As consumers shift their spending habits to support conscious consumerism, we’ll be taking a closer look at how three brands, IKEA, Sprouts Farmers Market and Raising Cane’s Chicken Fingers, acclimate to the next normal while living up to their values and connecting with customers.
Go Local, Shop Small
Revitalization is underway at suburban and rural retail centers as city commuters explore local shopping options and support small businesses. Raising Cane’s 2021 expansion plan has leasing agents from Dayton to Charleston ready to sign deals. According to Raising Cane’s founder and co-CEO Todd Graves, the franchise operations will launch 85 retail locations nationwide by the end of the year.
Sprouts’ expansion plans will focus mainly on strengthening their California and Texas areas, while exploring Florida and the Mid-Atlantic market. The natural grocer’s plans will scale down its store footprint to a range from 21,000 to 25,000 square feet to recapture the farmers market feel that their health enthusiasts’ consumer has come to appreciate.
Last fall, IKEA announced plans to test smaller-format stores in urban areas such as Chicago, Los Angeles and New York City. IKEA’s efforts reflect a common theme in the industry to reinvent retail spaces to target new markets, provide omnichannel solutions and bring convenience to consumers.
Environmentally Conscious Expectations
Consumer demand for healthier foods and more information about the content and sourcing of what they eat has prompted brands to be transparent about their foodservice offerings. According to a Meticulous Research forecast, demand for plant-based foods could see annual growth of almost 12%, reaching a market value of more than $74 billion by 2027.
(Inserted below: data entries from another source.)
//! Simulation profile: default base stats, level and run length used by the CLI when the
//! caller does not pass them. Missing file means defaults; an unreadable one is logged.

use std::collections::BTreeMap;
use std::fs;
use std::path::Path;

use serde::{Deserialize, Serialize};

use crate::data::loader::DocumentFormat;

pub const DEFAULT_PROFILE_PATH: &str = "data/profile.json";
pub const PROFILE_PATH_ENV: &str = "DANQING_PROFILE";

pub const DEFAULT_LEVEL: i64 = 3;
pub const DEFAULT_BASE_ATK: f64 = 10_000.0;
pub const DEFAULT_BASE_HP: f64 = 200_000.0;
pub const DEFAULT_BASE_DPS: f64 = 50_000.0;
pub const DEFAULT_MAX_TIME: f64 = 180.0;

#[derive(Debug, Clone, PartialEq, Serialize, Deserialize)]
#[serde(default)]
pub struct SimulationProfile {
    pub base_atk: f64,
    pub base_hp: f64,
    pub base_dps: f64,
    pub level: i64,
    pub max_time: f64,
    /// Per-card level overrides, keyed by card id.
    pub card_levels: BTreeMap<String, i64>,
}

impl Default for SimulationProfile {
    fn default() -> Self {
        Self {
            base_atk: DEFAULT_BASE_ATK,
            base_hp: DEFAULT_BASE_HP,
            base_dps: DEFAULT_BASE_DPS,
            level: DEFAULT_LEVEL,
            max_time: DEFAULT_MAX_TIME,
            card_levels: BTreeMap::new(),
        }
    }
}

pub fn load_profile(path: impl AsRef<Path>) -> SimulationProfile {
    let path = path.as_ref();
    if !path.exists() {
        return SimulationProfile::default();
    }
    let raw = match fs::read_to_string(path) {
        Ok(raw) => raw,
        Err(err) => {
            tracing::warn!(path = %path.display(), "unable to read profile, using defaults: {err}");
            return SimulationProfile::default();
        }
    };
    DocumentFormat::from_path(path)
        .parse(&raw)
        .unwrap_or_else(|err| {
            tracing::warn!(path = %path.display(), "invalid profile, using defaults: {err}");
            SimulationProfile::default()
        })
}

/// `DANQING_PROFILE` if set, else the default path.
pub fn load_default_profile() -> SimulationProfile {
    match std::env::var(PROFILE_PATH_ENV) {
        Ok(path) if !path.trim().is_empty() => load_profile(path),
        _ => load_profile(DEFAULT_PROFILE_PATH),
    }
}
It’s unlikely that Raising Cane’s will change their recipe, but IKEA has plans for 50% of their restaurant meals to be plant-based and 80% non-red meat by 2025. The decision hopes to inspire healthy and sustainable food choices in direct support of the United Nations’ Food Sustainable Systems initiative.
Sprouts’ will be adding a plant-based meat patty to their private label as part of their commitment to promoting a healthier lifestyle. The grocer, an advocate for more nutritional food security, has redoubled its efforts to fight hunger, raising $1.6 million to distribute emergency food supplies to those impacted by the pandemic.
The plant-based category has experienced a positive shift in consumer sales, with steady growth throughout the pandemic. The category outperformed animal-based meat’s sales growth, compared to the previous year, and unlike the animal-based meats supply chain, they were not directly impacted by logistical disruptions brought on by COVID-19. With support from influencers like Martha Stewart, who declared plant-based as “a definite move toward the future” according to VegNews and the expansion of plant-based producers like Impossible Foods into 700+ grocery stores around the country, we are likely to see more evident adoption from foodservice producers and providers.